• TASK BRIEF: Read through the entries below and return each line with the word "project".

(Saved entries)
_ _ _ _

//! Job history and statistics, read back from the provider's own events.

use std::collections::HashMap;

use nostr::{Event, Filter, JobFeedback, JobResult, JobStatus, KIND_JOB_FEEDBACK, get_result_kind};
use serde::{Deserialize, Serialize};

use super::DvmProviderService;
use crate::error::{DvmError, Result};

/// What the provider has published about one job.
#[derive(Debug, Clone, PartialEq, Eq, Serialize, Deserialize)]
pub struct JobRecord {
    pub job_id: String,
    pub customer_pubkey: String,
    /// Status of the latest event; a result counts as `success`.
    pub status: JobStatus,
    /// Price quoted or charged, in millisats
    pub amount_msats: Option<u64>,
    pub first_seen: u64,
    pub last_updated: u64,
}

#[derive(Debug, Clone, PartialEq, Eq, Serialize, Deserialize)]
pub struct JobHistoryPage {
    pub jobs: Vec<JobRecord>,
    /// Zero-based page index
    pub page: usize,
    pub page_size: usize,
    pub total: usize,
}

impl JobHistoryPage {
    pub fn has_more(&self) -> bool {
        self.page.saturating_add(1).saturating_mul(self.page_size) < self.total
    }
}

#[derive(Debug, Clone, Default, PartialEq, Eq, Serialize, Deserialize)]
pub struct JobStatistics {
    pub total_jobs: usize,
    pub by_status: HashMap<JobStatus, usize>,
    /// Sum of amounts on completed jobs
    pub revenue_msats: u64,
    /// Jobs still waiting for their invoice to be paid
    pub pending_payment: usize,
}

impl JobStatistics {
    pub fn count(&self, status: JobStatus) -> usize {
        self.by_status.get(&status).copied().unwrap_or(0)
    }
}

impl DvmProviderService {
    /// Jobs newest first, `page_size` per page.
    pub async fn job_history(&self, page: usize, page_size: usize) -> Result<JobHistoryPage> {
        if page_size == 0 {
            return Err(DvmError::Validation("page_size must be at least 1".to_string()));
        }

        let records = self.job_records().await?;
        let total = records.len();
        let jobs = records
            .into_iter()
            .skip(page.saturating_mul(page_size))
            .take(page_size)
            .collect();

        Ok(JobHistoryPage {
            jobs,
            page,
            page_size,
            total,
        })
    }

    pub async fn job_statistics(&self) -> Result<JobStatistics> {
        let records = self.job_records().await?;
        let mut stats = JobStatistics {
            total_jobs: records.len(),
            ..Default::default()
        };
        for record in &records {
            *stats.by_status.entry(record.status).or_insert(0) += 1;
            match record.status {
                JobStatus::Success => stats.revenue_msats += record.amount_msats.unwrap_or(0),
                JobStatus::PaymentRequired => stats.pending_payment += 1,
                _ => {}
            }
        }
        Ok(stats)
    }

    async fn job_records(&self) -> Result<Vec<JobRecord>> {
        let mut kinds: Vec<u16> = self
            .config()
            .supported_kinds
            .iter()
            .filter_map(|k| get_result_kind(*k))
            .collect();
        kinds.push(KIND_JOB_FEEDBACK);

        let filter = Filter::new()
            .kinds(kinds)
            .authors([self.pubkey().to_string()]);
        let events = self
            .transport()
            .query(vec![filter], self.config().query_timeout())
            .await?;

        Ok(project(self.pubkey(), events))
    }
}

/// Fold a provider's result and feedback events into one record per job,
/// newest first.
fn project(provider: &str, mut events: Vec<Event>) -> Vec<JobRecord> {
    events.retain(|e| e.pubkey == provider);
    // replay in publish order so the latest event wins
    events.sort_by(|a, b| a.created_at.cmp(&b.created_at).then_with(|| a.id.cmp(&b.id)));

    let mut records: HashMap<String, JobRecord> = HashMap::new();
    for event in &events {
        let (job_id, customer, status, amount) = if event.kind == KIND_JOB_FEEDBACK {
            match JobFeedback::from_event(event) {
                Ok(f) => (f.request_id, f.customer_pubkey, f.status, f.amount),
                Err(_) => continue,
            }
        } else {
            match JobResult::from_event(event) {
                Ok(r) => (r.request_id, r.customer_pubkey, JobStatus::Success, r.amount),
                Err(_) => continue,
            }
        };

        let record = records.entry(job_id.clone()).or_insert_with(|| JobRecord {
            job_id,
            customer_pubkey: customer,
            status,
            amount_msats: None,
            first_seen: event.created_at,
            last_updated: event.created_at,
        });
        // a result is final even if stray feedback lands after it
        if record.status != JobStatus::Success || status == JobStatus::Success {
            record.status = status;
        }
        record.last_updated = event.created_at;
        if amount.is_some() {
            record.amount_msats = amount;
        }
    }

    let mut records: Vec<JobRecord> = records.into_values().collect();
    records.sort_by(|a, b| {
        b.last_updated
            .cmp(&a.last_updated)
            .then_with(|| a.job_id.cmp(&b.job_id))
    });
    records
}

_ _ _ _

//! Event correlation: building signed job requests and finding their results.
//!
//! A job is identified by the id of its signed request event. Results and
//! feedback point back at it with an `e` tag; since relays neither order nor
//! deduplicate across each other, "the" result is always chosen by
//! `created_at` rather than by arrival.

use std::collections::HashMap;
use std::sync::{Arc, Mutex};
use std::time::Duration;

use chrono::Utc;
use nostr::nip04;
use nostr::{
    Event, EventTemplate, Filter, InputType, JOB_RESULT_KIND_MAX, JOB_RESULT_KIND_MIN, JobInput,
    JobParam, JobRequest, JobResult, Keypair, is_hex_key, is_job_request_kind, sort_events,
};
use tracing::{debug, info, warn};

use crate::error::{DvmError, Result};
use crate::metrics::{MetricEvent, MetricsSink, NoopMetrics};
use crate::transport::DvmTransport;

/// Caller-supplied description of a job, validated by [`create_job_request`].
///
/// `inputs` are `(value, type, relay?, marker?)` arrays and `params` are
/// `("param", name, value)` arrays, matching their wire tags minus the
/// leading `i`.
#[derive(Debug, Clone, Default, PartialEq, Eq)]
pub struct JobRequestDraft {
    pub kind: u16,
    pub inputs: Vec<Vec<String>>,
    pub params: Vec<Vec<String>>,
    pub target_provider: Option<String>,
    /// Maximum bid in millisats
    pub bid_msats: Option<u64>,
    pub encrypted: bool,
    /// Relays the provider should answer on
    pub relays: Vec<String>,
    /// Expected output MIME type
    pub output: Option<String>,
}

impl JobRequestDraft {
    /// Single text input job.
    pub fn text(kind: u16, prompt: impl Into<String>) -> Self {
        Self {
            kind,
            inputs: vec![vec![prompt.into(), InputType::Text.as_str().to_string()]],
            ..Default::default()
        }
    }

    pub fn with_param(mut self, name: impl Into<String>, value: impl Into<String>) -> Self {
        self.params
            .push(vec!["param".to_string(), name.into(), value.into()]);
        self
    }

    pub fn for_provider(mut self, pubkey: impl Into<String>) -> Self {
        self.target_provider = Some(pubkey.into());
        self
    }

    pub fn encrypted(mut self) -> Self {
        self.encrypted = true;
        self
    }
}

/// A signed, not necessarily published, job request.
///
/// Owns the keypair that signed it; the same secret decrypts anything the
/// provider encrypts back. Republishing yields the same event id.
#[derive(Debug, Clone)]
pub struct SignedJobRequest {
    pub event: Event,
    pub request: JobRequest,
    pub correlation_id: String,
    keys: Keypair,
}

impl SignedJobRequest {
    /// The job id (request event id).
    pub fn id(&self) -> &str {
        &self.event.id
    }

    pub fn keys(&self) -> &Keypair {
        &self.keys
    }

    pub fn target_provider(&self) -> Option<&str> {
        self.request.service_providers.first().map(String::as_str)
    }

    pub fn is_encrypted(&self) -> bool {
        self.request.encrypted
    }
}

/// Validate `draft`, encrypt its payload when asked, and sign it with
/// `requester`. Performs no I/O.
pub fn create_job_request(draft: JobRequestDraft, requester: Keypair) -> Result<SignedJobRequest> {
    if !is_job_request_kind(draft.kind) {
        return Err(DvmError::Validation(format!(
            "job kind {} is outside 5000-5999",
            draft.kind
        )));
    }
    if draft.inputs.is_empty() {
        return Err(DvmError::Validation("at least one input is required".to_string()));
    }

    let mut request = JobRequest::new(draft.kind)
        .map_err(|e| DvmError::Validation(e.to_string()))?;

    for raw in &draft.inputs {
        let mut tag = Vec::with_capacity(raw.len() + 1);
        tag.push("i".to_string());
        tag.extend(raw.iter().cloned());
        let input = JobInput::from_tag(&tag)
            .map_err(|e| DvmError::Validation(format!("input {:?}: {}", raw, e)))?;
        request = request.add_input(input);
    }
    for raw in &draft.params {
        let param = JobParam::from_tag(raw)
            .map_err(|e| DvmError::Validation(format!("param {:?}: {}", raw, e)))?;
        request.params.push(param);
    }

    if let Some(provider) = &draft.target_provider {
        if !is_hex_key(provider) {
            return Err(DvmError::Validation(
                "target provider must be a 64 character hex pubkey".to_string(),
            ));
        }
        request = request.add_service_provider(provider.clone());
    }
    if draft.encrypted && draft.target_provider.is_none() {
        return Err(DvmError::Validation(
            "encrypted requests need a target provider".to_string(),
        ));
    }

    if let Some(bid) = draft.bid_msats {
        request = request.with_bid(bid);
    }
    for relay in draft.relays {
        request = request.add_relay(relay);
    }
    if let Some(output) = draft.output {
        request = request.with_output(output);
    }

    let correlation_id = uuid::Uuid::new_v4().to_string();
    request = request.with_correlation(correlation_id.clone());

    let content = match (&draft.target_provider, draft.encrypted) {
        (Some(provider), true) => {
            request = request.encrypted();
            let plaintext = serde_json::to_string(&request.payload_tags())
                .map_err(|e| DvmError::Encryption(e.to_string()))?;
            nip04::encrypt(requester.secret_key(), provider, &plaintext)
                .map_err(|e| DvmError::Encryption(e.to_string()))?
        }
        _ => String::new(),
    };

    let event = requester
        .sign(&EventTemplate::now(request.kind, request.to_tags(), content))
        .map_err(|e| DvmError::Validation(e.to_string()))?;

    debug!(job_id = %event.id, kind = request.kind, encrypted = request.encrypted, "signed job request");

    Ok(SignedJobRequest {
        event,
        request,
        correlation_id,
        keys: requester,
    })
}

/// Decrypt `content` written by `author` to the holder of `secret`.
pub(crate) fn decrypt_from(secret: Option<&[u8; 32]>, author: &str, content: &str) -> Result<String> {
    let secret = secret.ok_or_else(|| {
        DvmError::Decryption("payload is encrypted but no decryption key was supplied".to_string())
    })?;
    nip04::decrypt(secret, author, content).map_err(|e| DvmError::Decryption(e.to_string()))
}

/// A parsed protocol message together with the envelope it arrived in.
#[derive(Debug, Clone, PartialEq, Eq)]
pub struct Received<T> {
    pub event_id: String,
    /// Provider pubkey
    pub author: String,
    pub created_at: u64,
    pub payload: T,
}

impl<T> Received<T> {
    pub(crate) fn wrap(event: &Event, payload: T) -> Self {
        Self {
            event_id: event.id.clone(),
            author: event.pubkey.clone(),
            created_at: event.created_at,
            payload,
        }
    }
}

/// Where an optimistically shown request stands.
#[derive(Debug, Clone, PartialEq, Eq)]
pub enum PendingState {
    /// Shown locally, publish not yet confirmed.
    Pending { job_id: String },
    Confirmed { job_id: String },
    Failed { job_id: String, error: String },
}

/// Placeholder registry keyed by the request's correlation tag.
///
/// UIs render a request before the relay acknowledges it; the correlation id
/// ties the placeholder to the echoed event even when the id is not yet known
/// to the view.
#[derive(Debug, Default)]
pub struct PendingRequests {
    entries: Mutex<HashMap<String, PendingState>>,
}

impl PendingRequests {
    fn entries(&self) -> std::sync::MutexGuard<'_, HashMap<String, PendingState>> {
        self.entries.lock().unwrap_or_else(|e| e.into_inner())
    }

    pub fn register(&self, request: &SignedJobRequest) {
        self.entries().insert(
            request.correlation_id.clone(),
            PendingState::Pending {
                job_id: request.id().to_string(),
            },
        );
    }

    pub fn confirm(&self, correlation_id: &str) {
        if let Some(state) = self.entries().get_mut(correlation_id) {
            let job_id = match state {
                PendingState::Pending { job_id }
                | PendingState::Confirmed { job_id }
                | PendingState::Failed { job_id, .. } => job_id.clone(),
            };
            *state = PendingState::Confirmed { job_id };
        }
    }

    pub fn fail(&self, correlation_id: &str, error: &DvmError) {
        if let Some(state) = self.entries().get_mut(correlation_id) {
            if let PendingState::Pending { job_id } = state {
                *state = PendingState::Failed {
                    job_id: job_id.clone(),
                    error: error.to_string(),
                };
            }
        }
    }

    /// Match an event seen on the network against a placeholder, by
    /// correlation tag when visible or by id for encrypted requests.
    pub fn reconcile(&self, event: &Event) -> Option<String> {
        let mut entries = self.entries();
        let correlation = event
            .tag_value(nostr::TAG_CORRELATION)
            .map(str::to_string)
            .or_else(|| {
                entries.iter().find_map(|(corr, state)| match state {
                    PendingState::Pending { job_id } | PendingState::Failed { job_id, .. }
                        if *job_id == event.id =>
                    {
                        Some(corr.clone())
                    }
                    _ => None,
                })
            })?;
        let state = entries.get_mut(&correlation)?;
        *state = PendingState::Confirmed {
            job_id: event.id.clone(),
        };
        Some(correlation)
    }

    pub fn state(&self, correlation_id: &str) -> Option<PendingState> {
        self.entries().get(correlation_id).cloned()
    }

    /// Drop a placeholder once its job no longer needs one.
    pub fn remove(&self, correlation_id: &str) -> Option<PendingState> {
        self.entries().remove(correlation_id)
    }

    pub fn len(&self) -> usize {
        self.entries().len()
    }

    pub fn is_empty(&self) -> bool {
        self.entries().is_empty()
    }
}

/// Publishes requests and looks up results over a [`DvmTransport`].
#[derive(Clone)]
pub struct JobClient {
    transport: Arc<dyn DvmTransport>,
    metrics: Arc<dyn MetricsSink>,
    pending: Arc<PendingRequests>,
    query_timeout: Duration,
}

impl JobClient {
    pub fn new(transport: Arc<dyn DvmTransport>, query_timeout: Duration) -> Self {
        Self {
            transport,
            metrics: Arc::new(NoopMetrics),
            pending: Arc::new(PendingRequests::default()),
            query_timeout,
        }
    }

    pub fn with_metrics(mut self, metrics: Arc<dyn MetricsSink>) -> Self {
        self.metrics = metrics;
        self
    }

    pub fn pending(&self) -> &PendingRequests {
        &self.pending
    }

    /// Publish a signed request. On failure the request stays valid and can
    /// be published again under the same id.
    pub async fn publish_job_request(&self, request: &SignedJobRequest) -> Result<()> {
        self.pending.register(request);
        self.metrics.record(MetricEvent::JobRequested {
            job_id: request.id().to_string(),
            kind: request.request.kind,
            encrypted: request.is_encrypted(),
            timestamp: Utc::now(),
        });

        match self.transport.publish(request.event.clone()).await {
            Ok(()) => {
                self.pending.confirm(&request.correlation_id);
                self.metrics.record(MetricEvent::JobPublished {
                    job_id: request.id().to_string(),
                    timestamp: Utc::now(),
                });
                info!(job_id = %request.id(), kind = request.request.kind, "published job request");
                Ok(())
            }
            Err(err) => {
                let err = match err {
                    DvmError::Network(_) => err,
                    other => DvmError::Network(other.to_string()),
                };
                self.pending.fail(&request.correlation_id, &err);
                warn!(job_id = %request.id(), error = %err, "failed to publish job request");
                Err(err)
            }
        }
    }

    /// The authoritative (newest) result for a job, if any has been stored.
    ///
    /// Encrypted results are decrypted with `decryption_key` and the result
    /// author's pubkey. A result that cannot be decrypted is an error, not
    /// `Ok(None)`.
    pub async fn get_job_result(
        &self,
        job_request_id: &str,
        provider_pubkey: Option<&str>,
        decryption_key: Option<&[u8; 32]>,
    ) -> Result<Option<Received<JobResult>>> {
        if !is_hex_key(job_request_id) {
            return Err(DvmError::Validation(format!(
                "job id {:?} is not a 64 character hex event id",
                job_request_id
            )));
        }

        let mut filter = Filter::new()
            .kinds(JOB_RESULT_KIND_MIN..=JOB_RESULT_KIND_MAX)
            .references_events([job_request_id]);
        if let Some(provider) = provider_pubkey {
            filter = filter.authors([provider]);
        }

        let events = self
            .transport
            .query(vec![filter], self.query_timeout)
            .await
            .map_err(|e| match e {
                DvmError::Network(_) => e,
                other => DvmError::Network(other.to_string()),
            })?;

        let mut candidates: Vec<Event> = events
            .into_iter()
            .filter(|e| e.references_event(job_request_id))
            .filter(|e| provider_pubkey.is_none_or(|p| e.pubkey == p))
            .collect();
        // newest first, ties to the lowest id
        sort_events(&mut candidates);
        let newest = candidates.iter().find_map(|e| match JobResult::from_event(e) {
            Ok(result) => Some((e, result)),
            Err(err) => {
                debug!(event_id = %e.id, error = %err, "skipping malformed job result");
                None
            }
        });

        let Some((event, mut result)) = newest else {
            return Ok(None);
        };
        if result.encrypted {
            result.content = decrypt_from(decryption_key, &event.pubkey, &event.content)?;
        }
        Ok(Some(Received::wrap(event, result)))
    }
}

_ _ _ _

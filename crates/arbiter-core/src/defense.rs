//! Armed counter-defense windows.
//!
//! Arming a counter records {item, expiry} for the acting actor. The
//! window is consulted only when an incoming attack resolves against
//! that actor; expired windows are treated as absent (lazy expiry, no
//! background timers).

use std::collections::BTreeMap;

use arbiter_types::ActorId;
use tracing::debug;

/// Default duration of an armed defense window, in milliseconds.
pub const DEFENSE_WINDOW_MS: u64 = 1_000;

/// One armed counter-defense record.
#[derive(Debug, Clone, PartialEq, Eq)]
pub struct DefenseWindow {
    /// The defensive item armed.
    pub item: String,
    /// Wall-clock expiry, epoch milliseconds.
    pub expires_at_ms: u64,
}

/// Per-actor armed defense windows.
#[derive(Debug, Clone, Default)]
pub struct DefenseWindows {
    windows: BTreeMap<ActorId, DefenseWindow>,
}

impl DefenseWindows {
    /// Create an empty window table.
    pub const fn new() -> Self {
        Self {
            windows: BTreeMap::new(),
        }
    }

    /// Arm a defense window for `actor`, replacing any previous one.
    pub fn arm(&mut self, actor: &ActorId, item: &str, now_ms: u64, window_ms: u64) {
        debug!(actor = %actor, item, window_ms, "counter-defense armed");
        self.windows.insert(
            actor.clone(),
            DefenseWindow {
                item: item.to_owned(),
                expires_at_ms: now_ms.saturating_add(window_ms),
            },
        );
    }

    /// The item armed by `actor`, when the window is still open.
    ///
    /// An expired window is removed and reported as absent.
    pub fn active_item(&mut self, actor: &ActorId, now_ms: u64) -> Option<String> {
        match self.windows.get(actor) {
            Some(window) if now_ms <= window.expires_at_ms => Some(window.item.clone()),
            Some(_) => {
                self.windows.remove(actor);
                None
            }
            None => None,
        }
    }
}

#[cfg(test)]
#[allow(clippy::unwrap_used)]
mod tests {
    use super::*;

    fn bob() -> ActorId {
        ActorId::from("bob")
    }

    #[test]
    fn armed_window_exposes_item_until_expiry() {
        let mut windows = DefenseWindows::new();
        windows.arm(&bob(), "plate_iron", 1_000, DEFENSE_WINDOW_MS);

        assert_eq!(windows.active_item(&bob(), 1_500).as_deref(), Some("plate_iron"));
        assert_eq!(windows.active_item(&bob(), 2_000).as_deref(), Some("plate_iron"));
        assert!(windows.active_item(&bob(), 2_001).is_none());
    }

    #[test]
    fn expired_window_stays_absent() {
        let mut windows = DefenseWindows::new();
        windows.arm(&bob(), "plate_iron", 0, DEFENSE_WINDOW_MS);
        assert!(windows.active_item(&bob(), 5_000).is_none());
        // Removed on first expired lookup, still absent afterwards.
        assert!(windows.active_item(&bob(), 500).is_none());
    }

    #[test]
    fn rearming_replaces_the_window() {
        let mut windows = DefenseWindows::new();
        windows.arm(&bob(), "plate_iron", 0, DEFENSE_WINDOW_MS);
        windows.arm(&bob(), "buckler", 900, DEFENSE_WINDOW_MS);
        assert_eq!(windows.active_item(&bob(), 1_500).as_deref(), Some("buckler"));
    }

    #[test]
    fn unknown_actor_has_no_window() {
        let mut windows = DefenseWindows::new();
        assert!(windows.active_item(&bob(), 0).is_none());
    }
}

_ _ _ _

• RESPONSE AREA:
        Ok(project(self.pubkey(), events))
fn project(provider: &str, mut events: Vec<Event>) -> Vec<JobRecord> {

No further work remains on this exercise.